Good catch, that probably happened because I flipped around the conditions.
>
> During testing I initially got an error in the 2017 file:
>
> Traceback (most recent call last):
> File "support/scripts/pkg-stats", line 917, in <module>
> __main__()
> File "support/scripts/pkg-stats", line 906, in __main__
> check_package_cves(args.nvd_path, {p.name: p for p in packages})
> File "support/scripts/pkg-stats", line 484, in check_package_cves
> for cve in CVE.read_nvd_dir(nvd_path):
> File "support/scripts/pkg-stats", line 231, in read_nvd_dir
> content = json.load(gzip.GzipFile(filename))
> File "/usr/lib64/python2.7/json/__init__.py", line 287, in load
> return loads(fp.read(),
> File "/usr/lib64/python2.7/gzip.py", line 260, in read
> self._read(readsize)
> File "/usr/lib64/python2.7/gzip.py", line 314, in _read
> self._read_eof()
> File "/usr/lib64/python2.7/gzip.py", line 353, in _read_eof
> hex(self.crc)))
> IOError: CRC check failed 0x9b7b00d7 != 0x790947a4L
I'm curious to understand how that happened :o
>
> I'm not sure how this happened, but after removing the file and
> redownloading it got fixed.
> I then tried reproducing such problem by manually messing with the
> json.gz file, and this created another error:
>
> Traceback (most recent call last):
> File "support/scripts/pkg-stats", line 919, in <module>
> __main__()
> File "support/scripts/pkg-stats", line 908, in __main__
> check_package_cves(args.nvd_path, {p.name: p for p in packages})
> File "support/scripts/pkg-stats", line 486, in check_package_cves
> for cve in CVE.read_nvd_dir(nvd_path):
> File "support/scripts/pkg-stats", line 233, in read_nvd_dir
> content = json.load(gzip.GzipFile(filename))
> File "/usr/lib64/python2.7/json/__init__.py", line 287, in load
> return loads(fp.read(),
> File "/usr/lib64/python2.7/gzip.py", line 260, in read
> self._read(readsize)
> File "/usr/lib64/python2.7/gzip.py", line 318, in _read
> uncompress = self.decompress.decompress(buf)
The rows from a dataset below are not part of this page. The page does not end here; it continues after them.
//! Formatting with a fixed number of digits after the point.
//!
//! Unlike the shortest representation, this prints the exact binary value, correctly rounded at
//! any precision, so digits are generated one at a time from a big-integer ratio.

use core::cmp::Ordering;

use crate::ConversionError;
use crate::conv::bignum::Big;
use crate::conv::binary64::Binary;
use crate::conv::common;
use crate::conv::fmt::Writer;
use crate::conv::{FiniteFloatType, FloatType, Sealed};

/// Writes `num` with exactly `precision` digits after the decimal point, and no point if
/// `precision` is zero, rounding the exact value half to even.
///
/// Special values are written as `NaN`, `inf` and `-inf`. A negative number keeps its sign even
/// when it rounds to zero.
pub fn write_fixed(num: f64, precision: u32, w: &mut Writer<'_>) -> Result<(), ConversionError> {
    match Sealed::classify(&num) {
        FloatType::Finite => {}
        FloatType::PosInf => return w.push_str(b"inf"),
        FloatType::NegInf => return w.push_str(b"-inf"),
        FloatType::Nan => return w.push_str(b"NaN"),
    }
    match Sealed::classify_finite(&num) {
        FiniteFloatType::Nonzero => {
            if num.is_sign_negative() {
                w.push(b'-')?;
            }
            write_digits(Binary::new(num), precision, w)
        }
        FiniteFloatType::PosZero => write_zero(precision, w),
        FiniteFloatType::NegZero => {
            w.push(b'-')?;
            write_zero(precision, w)
        }
    }
}

fn write_zero(precision: u32, w: &mut Writer<'_>) -> Result<(), ConversionError> {
    w.push(b'0')?;
    if precision > 0 {
        w.push(b'.')?;
        w.push_zeros(precision as usize)?;
    }
    Ok(())
}

fn write_digits(binary: Binary, precision: u32, w: &mut Writer<'_>) -> Result<(), ConversionError> {
    let Binary { exp, mant } = binary;
    debug_assert!(mant != 0);

    // Estimate `k` with `10^(k-1) <= value < 10^k`; it can be one too large.
    let bit_len = mant.ilog2() as i32 + 1 + exp;
    let mut k = if bit_len == 0 { 0 } else { common::exp_log10_pow2(bit_len) + 1 };

    // `value = num / scale * 10^k`, with `num < scale`.
    let mut num = Big::from_u64(mant);
    let mut scale = Big::from_u64(1);
    if exp >= 0 {
        num.mul_pow2(exp as usize);
    } else {
        scale.mul_pow2(exp.unsigned_abs() as usize);
    }
    if k >= 0 {
        scale.mul_pow10(k as usize);
    } else {
        num.mul_pow10(k.unsigned_abs() as usize);
    }
    debug_assert!(!num.is_zero() && num < scale);

    let mut ten_num = num;
    ten_num.mul_small(10);
    if ten_num < scale {
        k -= 1;
        num = ten_num;
    }

    let mut scale2 = scale;
    scale2.add(&scale);
    let mut scale4 = scale2;
    scale4.add(&scale2);
    let mut scale8 = scale4;
    scale8.add(&scale4);
    let scales = [scale, scale2, scale4, scale8];

    let start = w.len();
    if k <= 0 {
        w.push(b'0')?;
        if precision > 0 {
            w.push(b'.')?;
            w.push_zeros(k.unsigned_abs().min(precision) as usize)?;
        }
    }

    let n_digits = k as i64 + precision as i64;
    if n_digits < 0 {
        // `value < 10^k`, which is below half a unit in the last place.
        return Ok(())
    }

    for i in 0 .. n_digits {
        if k > 0 && i == k as i64 {
            w.push(b'.')?;
        }
        num.mul_small(10);
        let digit = num.div_rem_digit(&scales);
        w.push(b'0' + digit)?;
    }

    // What is left, `num / scale`, is the fraction of a unit in the last place.
    num.mul_pow2(1);
    let round_up = match num.cmp(&scale) {
        Ordering::Greater => true,
        Ordering::Less => false,
        Ordering::Equal => w.written_mut().last().is_some_and(|&c| c & 1 == 1),
    };
    if round_up {
        round_up_digits(w, start)?;
    }
    Ok(())
}

/// Adds one unit in the last place to the digits written since `start`, carrying through nines
/// and across the point. A carry out of the first digit inserts a new leading `1`.
fn round_up_digits(w: &mut Writer<'_>, start: usize) -> Result<(), ConversionError> {
    for c in w.written_mut()[start ..].iter_mut().rev() {
        match *c {
            b'.' => {}
            b'9' => *c = b'0',
            _ => {
                *c += 1;
                return Ok(())
            }
        }
    }
    w.insert(start, b'1')
}

#[cfg(test)]
mod tests {
    use super::*;
    use proptest::prelude::*;

    fn fixed(num: f64, precision: u32) -> String {
        let mut buf = vec![0u8; 1200];
        let mut w = Writer::new(&mut buf);
        write_fixed(num, precision, &mut w).unwrap();
        let len = w.len();
        String::from_utf8(buf[.. len].to_vec()).unwrap()
    }

    #[test]
    fn simple() {
        assert_eq!(fixed(1.0, 0), "1");
        assert_eq!(fixed(1.0, 3), "1.000");
        assert_eq!(fixed(123.456, 2), "123.46");
        assert_eq!(fixed(-123.456, 5), "-123.45600");
        assert_eq!(fixed(0.001, 5), "0.00100");
        assert_eq!(fixed(1e21, 0), "1000000000000000000000");
        assert_eq!(fixed(0.1, 20), "0.10000000000000000555");
    }

    #[test]
    fn rounding() {
        // Ties are exact binary values, and go to the even digit.
        assert_eq!(fixed(0.5, 0), "0");
        assert_eq!(fixed(1.5, 0), "2");
        assert_eq!(fixed(2.5, 0), "2");
        assert_eq!(fixed(0.125, 2), "0.12");
        assert_eq!(fixed(0.375, 2), "0.38");
        // Not ties: 2.675 is stored as 2.67499999...
        assert_eq!(fixed(2.675, 2), "2.67");
        assert_eq!(fixed(0.7, 0), "1");
        // Carries.
        assert_eq!(fixed(9.9999, 3), "10.000");
        assert_eq!(fixed(0.9999, 2), "1.00");
        assert_eq!(fixed(-99.96, 1), "-100.0");
        assert_eq!(fixed(9.5, 0), "10");
        assert_eq!(fixed(0.96, 1), "1.0");
    }

    #[test]
    fn rounds_to_zero() {
        assert_eq!(fixed(0.001, 2), "0.00");
        assert_eq!(fixed(0.004, 2), "0.00");
        assert_eq!(fixed(0.005, 2), "0.01");
        assert_eq!(fixed(1e-10, 3), "0.000");
        assert_eq!(fixed(-1e-10, 3), "-0.000");
        assert_eq!(fixed(0.3, 0), "0");
        assert_eq!(fixed(1e-300, 0), "0");
    }

    #[test]
    fn zeros() {
        assert_eq!(fixed(0.0, 0), "0");
        assert_eq!(fixed(0.0, 3), "0.000");
        assert_eq!(fixed(-0.0, 0), "-0");
        assert_eq!(fixed(-0.0, 2), "-0.00");
    }

    #[test]
    fn specials() {
        assert_eq!(fixed(f64::NAN, 3), "NaN");
        assert_eq!(fixed(f64::INFINITY, 3), "inf");
        assert_eq!(fixed(f64::NEG_INFINITY, 0), "-inf");
    }

    #[test]
    fn extremes() {
        let max = fixed(f64::MAX, 0);
        assert_eq!(max.len(), 309);
        assert!(max.starts_with("179769313486231570814527423731"));
        assert_eq!(max, format!("{:.0}", f64::MAX));

        let min = fixed(f64::from_bits(1), 1074);
        assert_eq!(min.len(), 1076);
        assert!(min.starts_with(&format!("0.{}4940656458412465", "0".repeat(323))));
        assert!(min.ends_with("625"));
        assert_eq!(min, format!("{:.1074}", f64::from_bits(1)));

        assert_eq!(fixed(f64::from_bits(1), 323), format!("0.{}", "0".repeat(323)));
        assert_eq!(fixed(f64::from_bits(1), 324), format!("0.{}5", "0".repeat(323)));
    }

    #[test]
    fn capacity() {
        for (num, precision) in [(123.456, 2), (-0.5, 3), (9.9999, 3), (0.0, 4), (f64::NEG_INFINITY, 1)] {
            let len = fixed(num, precision).len();
            for cap in 0 .. len {
                let mut buf = vec![0u8; cap];
                let mut w = Writer::new(&mut buf);
                assert_eq!(write_fixed(num, precision, &mut w), Err(ConversionError::OutputBufferTooSmall));
            }
            let mut buf = vec![0u8; len];
            let mut w = Writer::new(&mut buf);
            assert_eq!(write_fixed(num, precision, &mut w), Ok(()));
            assert_eq!(w.len(), len);
        }
    }

    /// Writes `num` at precision 0 into buffers of every size up to its length.
    fn check_capacity_without_point(num: f64) {
        let text = fixed(num, 0);
        assert!(!text.contains('.'), "{text}");
        for cap in 0 .. text.len() {
            let mut buf = vec![0u8; cap];
            let mut w = Writer::new(&mut buf);
            assert_eq!(write_fixed(num, 0, &mut w), Err(ConversionError::OutputBufferTooSmall), "{text} in {cap}");
        }
        let mut buf = vec![0u8; text.len()];
        let mut w = Writer::new(&mut buf);
        assert_eq!(write_fixed(num, 0, &mut w), Ok(()));
        assert_eq!(w.len(), text.len());
        assert_eq!(buf, text.as_bytes());
    }

    #[test]
    fn capacity_without_point() {
        // The carry inserts a leading digit.
        assert_eq!(fixed(9.5, 0), "10");
        // Below one, rounding up the leading zero.
        assert_eq!(fixed(0.7, 0), "1");
        assert_eq!(fixed(-0.3, 0), "-0");
        for num in [9.5, 0.7, -0.3, f64::MAX, -0.0, 99.5, 0.5] {
            check_capacity_without_point(num);
        }
    }

    proptest! {
        #![proptest_config(ProptestConfig::with_cases(50_000))]

        #[test]
        fn std_fmt(bits in any::<u64>(), precision in 0u32 .. 40) {
            let num = f64::from_bits(bits);
            prop_assume!(num.is_finite());
            assert_eq!(fixed(num, precision), format!("{num:.*}", precision as usize));
        }

        #[test]
        fn std_fmt_moderate(num in -1e6f64 .. 1e6, precision in 0u32 .. 20) {
            assert_eq!(fixed(num, precision), format!("{num:.*}", precision as usize));
        }
    }

    proptest! {
        #![proptest_config(ProptestConfig::with_cases(2_000))]

        #[test]
        fn capacity_without_point_any(bits in any::<u64>()) {
            let num = f64::from_bits(bits);
            prop_assume!(num.is_finite());
            check_capacity_without_point(num);
        }
    }
}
> zlib.error: Error -3 while decompressing: invalid distance too far back
>
> I suggest a better error handling for such case (see below).
[SNIP]
> If the the passed nvd path does not exist, the script will fail. I
> suggest creating the dir automatically.
>
>
> The below changes implement the suggestions above:
>
>
> diff --git a/support/scripts/pkg-stats b/support/scripts/pkg-stats
> index 2784a43d05..e8f708537e 100755
> --- a/support/scripts/pkg-stats
> +++ b/support/scripts/pkg-stats
> @@ -27,8 +27,10 @@ import requests # URL checking
> import json
> import certifi
> import distutils.version
> +import sys
> import time
> import gzip
> +import zlib
> from urllib3 import HTTPSConnectionPool
> from urllib3.exceptions import HTTPError
> from multiprocessing import Pool
> @@ -201,10 +203,12 @@ class CVE:
> print("Getting %s" % url)
> page_meta = requests.get(url)
> page_meta.raise_for_status()
> - if os.path.exists(path_metaf):
> - # If the meta file already existed, we compare the existing
> - # one with the data newly downloaded. If they are different,
> - # we need to re-download the database.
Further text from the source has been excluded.